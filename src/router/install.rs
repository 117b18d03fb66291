//! Fragment installation into the shell content region.
//!
//! The swap is synchronous within one task: old children out, new
//! children in, link/asset rewriting scoped to the freshly installed
//! subtree and never applied globally. Out-of-band modal siblings are
//! re-parented into the shell so injected script can still open them,
//! and captured body state is applied additively with exact records
//! for removal on the next navigation.

#[cfg(target_arch = "wasm32")]
use wasm_bindgen::{JsCast, JsValue};
#[cfg(target_arch = "wasm32")]
use web_sys::{Document, Element};

#[cfg(target_arch = "wasm32")]
use super::fetch::{ExtractionStrategy, Fragment};
#[cfg(target_arch = "wasm32")]
use super::lifecycle::ArtifactSet;
use super::resolve::{href_to_route, normalize_path, split_query};
#[cfg(target_arch = "wasm32")]
use crate::context::ShellContext;

/// Rewrite decision for one anchor href inside installed content.
#[derive(Debug, Clone, PartialEq, Eq)]
pub enum HrefRewrite {
	/// Replace the href with this hash route.
	ToHash(String),
	/// Leave the href untouched.
	Keep,
}

/// Decides how an anchor href inside the installed subtree is
/// rewritten.
///
/// Internal `.html` documents and internal absolute paths become hash
/// routes so clicks stay inside the SPA; external schemes,
/// `mailto:`/`tel:` and in-page anchors are left alone. New-tab links
/// are excluded by the caller before this runs.
pub fn rewrite_href(href: &str, doc_dir: &str, base_prefix: &str) -> HrefRewrite {
	if href.is_empty() || href.starts_with('#') || has_external_scheme(href) {
		return HrefRewrite::Keep;
	}
	let (path, _query) = split_query(href.split('#').next().unwrap_or(""));
	if path.ends_with(".html") || path.starts_with('/') {
		let route = href_to_route(href, doc_dir, base_prefix);
		return HrefRewrite::ToHash(route.to_hash());
	}
	HrefRewrite::Keep
}

/// Absolutizes a relative asset reference against the fetched
/// document's own directory, because the shell's location differs
/// from the fragment's original location. Returns `None` when the
/// reference is already absolute or not path-like.
pub fn absolutize_asset(src: &str, doc_dir: &str) -> Option<String> {
	if src.is_empty()
		|| src.starts_with('/')
		|| src.starts_with('#')
		|| src.starts_with("data:")
		|| has_external_scheme(src)
	{
		return None;
	}
	Some(normalize_path(&format!(
		"{}/{}",
		doc_dir.trim_end_matches('/'),
		src
	)))
}

fn has_external_scheme(href: &str) -> bool {
	href.starts_with("http://")
		|| href.starts_with("https://")
		|| href.starts_with("//")
		|| href.starts_with("mailto:")
		|| href.starts_with("tel:")
		|| href.starts_with("javascript:")
}

/// Exactly the classes and attributes the installer added to the
/// shell content region for the current route, so the next navigation
/// removes only those and never shell-owned state.
#[derive(Debug, Clone, Default, PartialEq, Eq)]
pub struct InstalledAttrs {
	/// Class tokens added to the region.
	pub classes: Vec<String>,
	/// Attribute names set on the region.
	pub attrs: Vec<String>,
}

/// Removes previously recorded body state from the region.
#[cfg(target_arch = "wasm32")]
pub fn remove_installed(region: &Element, installed: &InstalledAttrs) {
	for class in &installed.classes {
		let _ = region.class_list().remove_1(class);
	}
	for name in &installed.attrs {
		let _ = region.remove_attribute(name);
	}
}

/// Replaces the region's children with the fragment and applies the
/// subtree-scoped rewrites. Returns the body state that was added.
#[cfg(target_arch = "wasm32")]
pub fn install_fragment(
	region: &Element,
	fragment: &Fragment,
	doc_dir: &str,
	ctx: &ShellContext,
) -> Result<InstalledAttrs, JsValue> {
	region.set_inner_html(&fragment.root.inner_html());
	rewrite_links(region, doc_dir, ctx)?;
	rewrite_assets(region, doc_dir)?;
	normalize_widths(region)?;
	apply_body_state(region, fragment)
}

/// Re-parents out-of-band modal/overlay elements, those outside the
/// extraction origin in the source document, into the live shell body,
/// registering them as page artifacts. Fallback extraction installs
/// the whole body, so every modal already arrived with the fragment
/// and nothing is re-parented; re-parenting would duplicate IDs and
/// break modal triggering.
#[cfg(target_arch = "wasm32")]
pub fn reparent_modals(
	fragment: &Fragment,
	live: &Document,
	ctx: &ShellContext,
	artifacts: &mut ArtifactSet,
) -> Result<(), JsValue> {
	if fragment.strategy == ExtractionStrategy::BodyFallback {
		return Ok(());
	}
	let Some(live_body) = live.body() else {
		return Ok(());
	};
	let modals = fragment.source.query_selector_all(&ctx.modal_selector)?;
	for index in 0..modals.length() {
		let Some(node) = modals.item(index) else {
			continue;
		};
		let Ok(modal) = node.dyn_into::<Element>() else {
			continue;
		};
		// Descendants of the extraction origin already arrived with
		// the installed fragment.
		if fragment.origin.contains(Some(modal.as_ref())) {
			continue;
		}
		let imported = live
			.import_node_with_deep(&modal, true)?
			.dyn_into::<Element>()
			.map_err(JsValue::from)?;
		artifacts.track(imported.clone());
		live_body.append_child(&imported)?;
	}
	Ok(())
}

#[cfg(target_arch = "wasm32")]
fn rewrite_links(region: &Element, doc_dir: &str, ctx: &ShellContext) -> Result<(), JsValue> {
	let anchors = region.query_selector_all("a[href]")?;
	for index in 0..anchors.length() {
		let Some(node) = anchors.item(index) else {
			continue;
		};
		let Ok(anchor) = node.dyn_into::<Element>() else {
			continue;
		};
		if anchor.get_attribute("target").as_deref() == Some("_blank")
			|| anchor.has_attribute("download")
		{
			continue;
		}
		let Some(href) = anchor.get_attribute("href") else {
			continue;
		};
		if let HrefRewrite::ToHash(hash) = rewrite_href(&href, doc_dir, &ctx.base_prefix) {
			anchor.set_attribute("href", &hash)?;
		}
	}
	Ok(())
}

#[cfg(target_arch = "wasm32")]
fn rewrite_assets(region: &Element, doc_dir: &str) -> Result<(), JsValue> {
	for (selector, attr) in [
		("img[src]", "src"),
		("source[src]", "src"),
		("audio[src]", "src"),
		("video[src]", "src"),
		("video[poster]", "poster"),
		("iframe[src]", "src"),
	] {
		let nodes = region.query_selector_all(selector)?;
		for index in 0..nodes.length() {
			let Some(node) = nodes.item(index) else {
				continue;
			};
			let Ok(element) = node.dyn_into::<Element>() else {
				continue;
			};
			let Some(value) = element.get_attribute(attr) else {
				continue;
			};
			if let Some(absolute) = absolutize_asset(&value, doc_dir) {
				element.set_attribute(attr, &absolute)?;
			}
		}
	}
	Ok(())
}

/// Strips hard `max-w-*` utility caps from the fragment's wrappers so
/// installed content fills the region consistently. Presentation
/// normalization only.
#[cfg(target_arch = "wasm32")]
fn normalize_widths(region: &Element) -> Result<(), JsValue> {
	let capped = region.query_selector_all("[class*='max-w-']")?;
	for index in 0..capped.length() {
		let Some(node) = capped.item(index) else {
			continue;
		};
		let Ok(element) = node.dyn_into::<Element>() else {
			continue;
		};
		let Some(class) = element.get_attribute("class") else {
			continue;
		};
		let kept: Vec<&str> = class
			.split_whitespace()
			.filter(|token| !token.starts_with("max-w-"))
			.collect();
		element.set_attribute("class", &kept.join(" "))?;
	}
	Ok(())
}

#[cfg(target_arch = "wasm32")]
fn apply_body_state(region: &Element, fragment: &Fragment) -> Result<InstalledAttrs, JsValue> {
	let mut installed = InstalledAttrs::default();
	let class_list = region.class_list();
	for class in &fragment.body_classes {
		if !class_list.contains(class) {
			class_list.add_1(class)?;
			installed.classes.push(class.clone());
		}
	}
	for (name, value) in &fragment.body_attrs {
		if region.get_attribute(name).is_none() {
			region.set_attribute(name, value)?;
			installed.attrs.push(name.clone());
		}
	}
	Ok(installed)
}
---
TASK GOAL =
State how many lines in the material contain "nodes", giving nothing besides the count.

FINAL ANSWER =
3